Confissões - Livro X 9
Livro X: a memória, a busca de Deus e o exame das tentações presentes
Mas não é só isso que carrega essa imensa capacidade da minha memória. Aqui estão também todas aquelas coisas apreendidas das ciências liberais e ainda não esquecidas, como que removidas para um lugar interior que, no entanto, não é lugar; e delas não guardo as imagens, mas as próprias coisas.
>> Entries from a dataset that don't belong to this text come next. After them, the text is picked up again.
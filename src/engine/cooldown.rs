//! Refresh cooldown shared across reloads.
//!
//! Each data page owns one cooldown domain. The gate only stores the time of
//! the last successful refresh; everything else is derived from it, so the
//! admission and countdown helpers are plain functions of `(now, last, duration)`.

use std::sync::Arc;
use std::sync::atomic::{AtomicBool, Ordering};

use crate::config::{COOLDOWN, PERSISTENCE};
use crate::store::SharedStore;
use crate::utils::TimeUtils;

#[cfg(debug_assertions)]
use crate::config::debug::PRINT_COOLDOWN_DECISIONS;

/// Independent cooldown domains, one per data page.
#[derive(
    Debug,
    Clone,
    Copy,
    PartialEq,
    Eq,
    Hash,
    strum_macros::EnumIter,
    strum_macros::Display,
    clap::ValueEnum,
)]
#[strum(serialize_all = "kebab-case")]
pub enum CooldownDomain {
    BalanceStats,
    ClaimRewards,
}

impl CooldownDomain {
    pub fn store_key(&self) -> &'static str {
        match self {
            CooldownDomain::BalanceStats => PERSISTENCE.keys.balance_cooldown,
            CooldownDomain::ClaimRewards => PERSISTENCE.keys.claim_cooldown,
        }
    }
}

/// Outcome of an admission check.
#[derive(Debug, Clone, Copy, PartialEq, Eq)]
pub enum Admission {
    Admitted,
    Rejected { remaining_ms: i64 },
}

impl Admission {
    pub fn is_admitted(&self) -> bool {
        matches!(self, Admission::Admitted)
    }

    /// Remaining wait in whole seconds (rounded up); 0 when admitted.
    pub fn remaining_secs(&self) -> i64 {
        match self {
            Admission::Admitted => 0,
            Admission::Rejected { remaining_ms } => TimeUtils::ms_to_ceil_secs(*remaining_ms),
        }
    }
}

/// Time left before the next refresh is allowed, clamped to `[0, duration_ms]`.
///
/// A stamp in the future (clock moved backwards) counts as a full cooldown.
pub fn remaining_ms(now_ms: i64, last_success_at: Option<i64>, duration_ms: i64) -> i64 {
    let Some(last) = last_success_at else {
        return 0;
    };
    let elapsed = now_ms.saturating_sub(last);
    duration_ms.saturating_sub(elapsed).clamp(0, duration_ms.max(0))
}

pub fn remaining_secs(now_ms: i64, last_success_at: Option<i64>, duration_ms: i64) -> i64 {
    TimeUtils::ms_to_ceil_secs(remaining_ms(now_ms, last_success_at, duration_ms))
}

pub fn admit(now_ms: i64, last_success_at: Option<i64>, duration_ms: i64) -> Admission {
    match remaining_ms(now_ms, last_success_at, duration_ms) {
        0 => Admission::Admitted,
        remaining_ms => Admission::Rejected { remaining_ms },
    }
}

/// Persisted cooldown for one domain.
#[derive(Debug, Clone)]
pub struct CooldownGate {
    store: SharedStore,
    key: String,
    duration_ms: i64,
    /// Set once a malformed stamp has been logged; cleared by a valid read
    malformed_reported: Arc<AtomicBool>,
}

impl CooldownGate {
    pub fn new(store: SharedStore, key: impl Into<String>, duration_ms: i64) -> Self {
        Self {
            store,
            key: key.into(),
            duration_ms,
            malformed_reported: Arc::new(AtomicBool::new(false)),
        }
    }

    /// Gate for a page domain with the default duration.
    pub fn for_domain(store: SharedStore, domain: CooldownDomain) -> Self {
        Self::new(store, domain.store_key(), COOLDOWN.duration_ms)
    }

    pub fn duration_ms(&self) -> i64 {
        self.duration_ms
    }

    pub fn key(&self) -> &str {
        &self.key
    }

    /// Stored stamp, or `None` when absent or unparsable.
    ///
    /// A malformed stamp is logged once, not on every read.
    pub fn last_success_at(&self) -> Option<i64> {
        let raw = self.store.get(&self.key)?;
        match raw.trim().parse::<i64>() {
            Ok(ms) => {
                self.malformed_reported.store(false, Ordering::Relaxed);
                Some(ms)
            }
            Err(e) => {
                if !self.malformed_reported.swap(true, Ordering::Relaxed) {
                    log::warn!(
                        "Ignoring malformed cooldown stamp '{raw}' under '{}': {e}",
                        self.key
                    );
                }
                None
            }
        }
    }

    pub fn check(&self, now_ms: i64) -> Admission {
        let admission = admit(now_ms, self.last_success_at(), self.duration_ms);

        #[cfg(debug_assertions)]
        if PRINT_COOLDOWN_DECISIONS {
            log::info!("[cooldown] {} @ {now_ms}: {:?}", self.key, admission);
        }
        admission
    }

    pub fn remaining_ms(&self, now_ms: i64) -> i64 {
        remaining_ms(now_ms, self.last_success_at(), self.duration_ms)
    }

    pub fn remaining_secs(&self, now_ms: i64) -> i64 {
        remaining_secs(now_ms, self.last_success_at(), self.duration_ms)
    }

    /// Elapsed fraction of the cooldown in `[0, 1]`; 1 when no cooldown is active.
    pub fn progress(&self, now_ms: i64) -> f32 {
        if self.duration_ms <= 0 {
            return 1.0;
        }
        let remaining = self.remaining_ms(now_ms);
        (self.duration_ms - remaining) as f32 / self.duration_ms as f32
    }

    /// Stamps a successful refresh. The stored stamp never moves backwards.
    pub fn record_success(&self, now_ms: i64) -> i64 {
        let stamp = match self.last_success_at() {
            Some(prev) if prev > now_ms => prev,
            _ => now_ms,
        };
        self.store.set(&self.key, stamp.to_string());
        stamp
    }
}
//! Named sources the engine can query.
//!
//! The registry is plain bookkeeping: a map from source name to the element
//! [`Schema`] and a type-erased [`Collection`] handle. Registration needs
//! `&mut SourceRegistry` and queries only need `&SourceRegistry`, so the
//! single-writer/many-reader discipline is enforced by the borrow checker.
//! Once every source is registered the registry can be shared across threads.

use crate::error::{Error, Result};
use crate::schema::Schema;
use std::any::Any;
use std::collections::HashMap;
use std::sync::Arc;
use tracing::{debug, warn};

/// Read-only, ordered access to the elements of a registered collection.
///
/// The engine never mutates a collection. Owners must not mutate it while a
/// query is running.
pub trait Collection: Send + Sync {
    /// Number of elements
    fn element_count(&self) -> usize;

    /// Elements in source order
    fn elements(&self) -> Box<dyn Iterator<Item = &dyn Any> + '_>;
}

impl<T: Any + Send + Sync> Collection for Vec<T> {
    fn element_count(&self) -> usize {
        self.as_slice().len()
    }

    fn elements(&self) -> Box<dyn Iterator<Item = &dyn Any> + '_> {
        Box::new(self.as_slice().iter().map(|e| e as &dyn Any))
    }
}

impl<T: Any + Send + Sync> Collection for Arc<[T]> {
    fn element_count(&self) -> usize {
        <[T]>::len(self)
    }

    fn elements(&self) -> Box<dyn Iterator<Item = &dyn Any> + '_> {
        Box::new(<[T]>::iter(self).map(|e| e as &dyn Any))
    }
}

impl<T: Any + Send + Sync> Collection for Arc<Vec<T>> {
    fn element_count(&self) -> usize {
        self.as_slice().len()
    }

    fn elements(&self) -> Box<dyn Iterator<Item = &dyn Any> + '_> {
        Box::new(self.as_slice().iter().map(|e| e as &dyn Any))
    }
}

/// What to do when a name is registered twice
#[derive(Debug, Clone, Copy, PartialEq, Eq, Default)]
pub enum DuplicatePolicy {
    /// Fail the registration with a validation error
    #[default]
    Reject,
    /// Replace the existing source
    Replace,
}

/// A registered collection and its element descriptor
#[derive(Clone)]
pub struct Source {
    name: String,
    schema: Schema,
    collection: Arc<dyn Collection>,
}

impl Source {
    pub fn name(&self) -> &str {
        &self.name
    }

    pub fn schema(&self) -> &Schema {
        &self.schema
    }

    pub fn collection(&self) -> &dyn Collection {
        self.collection.as_ref()
    }

    /// Shared handle to the collection
    pub fn handle(&self) -> Arc<dyn Collection> {
        Arc::clone(&self.collection)
    }
}

/// Map from source name to registered source
#[derive(Clone, Default)]
pub struct SourceRegistry {
    sources: HashMap<String, Source>,
    policy: DuplicatePolicy,
}

impl SourceRegistry {
    /// Creates an empty registry that rejects duplicate names
    pub fn new() -> Self {
        Self::default()
    }

    /// Creates an empty registry with the given duplicate policy
    pub fn with_policy(policy: DuplicatePolicy) -> Self {
        Self {
            sources: HashMap::new(),
            policy,
        }
    }

    pub fn policy(&self) -> DuplicatePolicy {
        self.policy
    }

    /// Register `collection` under `name`.
    pub fn register(
        &mut self,
        name: impl Into<String>,
        schema: Schema,
        collection: Arc<dyn Collection>,
    ) -> Result<()> {
        let name = name.into();
        if name.is_empty() {
            return Err(Error::Validation("Source name cannot be empty".to_string()));
        }

        if self.sources.contains_key(&name) {
            match self.policy {
                DuplicatePolicy::Reject => {
                    return Err(Error::Validation(format!(
                        "Queryable '{}' is already registered",
                        name
                    )));
                }
                DuplicatePolicy::Replace => {
                    warn!(source = %name, "replacing registered queryable");
                }
            }
        }

        debug!(
            source = %name,
            element = schema.root().type_name(),
            elements = collection.element_count(),
            "registered queryable"
        );
        self.sources.insert(
            name.clone(),
            Source {
                name,
                schema,
                collection,
            },
        );
        Ok(())
    }

    /// Look up a source by name.
    pub fn get(&self, name: &str) -> Result<&Source> {
        self.sources
            .get(name)
            .ok_or_else(|| Error::NotFound(name.to_string()))
    }

    pub fn contains(&self, name: &str) -> bool {
        self.sources.contains_key(name)
    }

    /// Unregister a source, returning whether it existed
    pub fn remove(&mut self, name: &str) -> bool {
        self.sources.remove(name).is_some()
    }

    /// Registered names, sorted
    pub fn names(&self) -> Vec<String> {
        let mut names: Vec<String> = self.sources.keys().cloned().collect();
        names.sort();
        names
    }

    pub fn len(&self) -> usize {
        self.sources.len()
    }

    pub fn is_empty(&self) -> bool {
        self.sources.is_empty()
    }
}

#[cfg(test)]
mod tests {
    use super::*;
    use crate::error::ErrorKind;
    use crate::schema::SchemaBuilder;

    struct Item {
        id: i64,
    }

    fn schema() -> Schema {
        SchemaBuilder::<Item>::new()
            .field("Id", |i: &Item| i.id)
            .build()
    }

    fn items(n: i64) -> Arc<dyn Collection> {
        Arc::new((1..=n).map(|id| Item { id }).collect::<Vec<_>>())
    }

    #[test]
    fn test_register_and_get() {
        let mut registry = SourceRegistry::new();
        registry.register("items", schema(), items(3)).unwrap();

        let source = registry.get("items").unwrap();
        assert_eq!(source.name(), "items");
        assert_eq!(source.collection().element_count(), 3);
        assert!(registry.contains("items"));
    }

    #[test]
    fn test_unknown_source_is_not_found() {
        let registry = SourceRegistry::new();
        let err = registry.get("missing").err().unwrap();
        assert_eq!(err.kind(), ErrorKind::NotFound);
    }

    #[test]
    fn test_duplicate_rejected_by_default() {
        let mut registry = SourceRegistry::new();
        registry.register("items", schema(), items(1)).unwrap();
        let err = registry.register("items", schema(), items(2)).unwrap_err();
        assert_eq!(err.kind(), ErrorKind::Validation);
        assert_eq!(registry.get("items").unwrap().collection().element_count(), 1);
    }

    #[test]
    fn test_duplicate_replaced_when_configured() {
        let mut registry = SourceRegistry::with_policy(DuplicatePolicy::Replace);
        registry.register("items", schema(), items(1)).unwrap();
        registry.register("items", schema(), items(2)).unwrap();
        assert_eq!(registry.len(), 1);
        assert_eq!(registry.get("items").unwrap().collection().element_count(), 2);
    }

    #[test]
    fn test_names_sorted_and_remove() {
        let mut registry = SourceRegistry::new();
        registry.register("b", schema(), items(1)).unwrap();
        registry.register("a", schema(), items(1)).unwrap();
        assert_eq!(registry.names(), vec!["a".to_string(), "b".to_string()]);

        assert!(registry.remove("a"));
        assert!(!registry.remove("a"));
        assert_eq!(registry.len(), 1);
    }

    #[test]
    fn test_collection_iterates_in_source_order() {
        let collection = items(4);
        let ids: Vec<i64> = collection
            .elements()
            .map(|e| e.downcast_ref::<Item>().unwrap().id)
            .collect();
        assert_eq!(ids, vec![1, 2, 3, 4]);
    }

    #[test]
    fn test_vec_iter_unaffected_by_collection_impl() {
        let values: Vec<i32> = vec![1, 2, 3];
        let doubled: Vec<i32> = values.iter().map(|v| v * 2).collect();
        assert_eq!(doubled, vec![2, 4, 6]);
        assert_eq!(values.len(), values.element_count());

        let shared = Arc::new(values);
        assert_eq!(shared.iter().sum::<i32>(), 6);
        assert_eq!(shared.len(), 3);
    }
}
Pois o que seja a literatura, o que seja a arte de disputar, quantos sejam os gêneros de questões, tudo isso que conheço está de tal modo na minha memória, que não retive a imagem deixando a coisa do lado de fora, nem soou e passou como uma voz impressa pelos ouvidos por um vestígio com que se recordasse, quase soando quando já não soava; nem como um odor que, enquanto passa e se desvanece nos ventos, afeta o olfato, donde transmite para a memória uma imagem de si que, recordando, retomamos; nem como o alimento que, na verdade, já não tem sabor no ventre e, contudo, na memória como que ainda sabe; nem como algo que se sente ao tocar o corpo, e que, mesmo separado de nós, a memória imagina. Pois essas coisas não são introduzidas até ela, mas só as suas imagens são apreendidas com admirável rapidez e guardadas como que em maravilhosas celas, e maravilhosamente trazidas para fora pelo ato de recordar.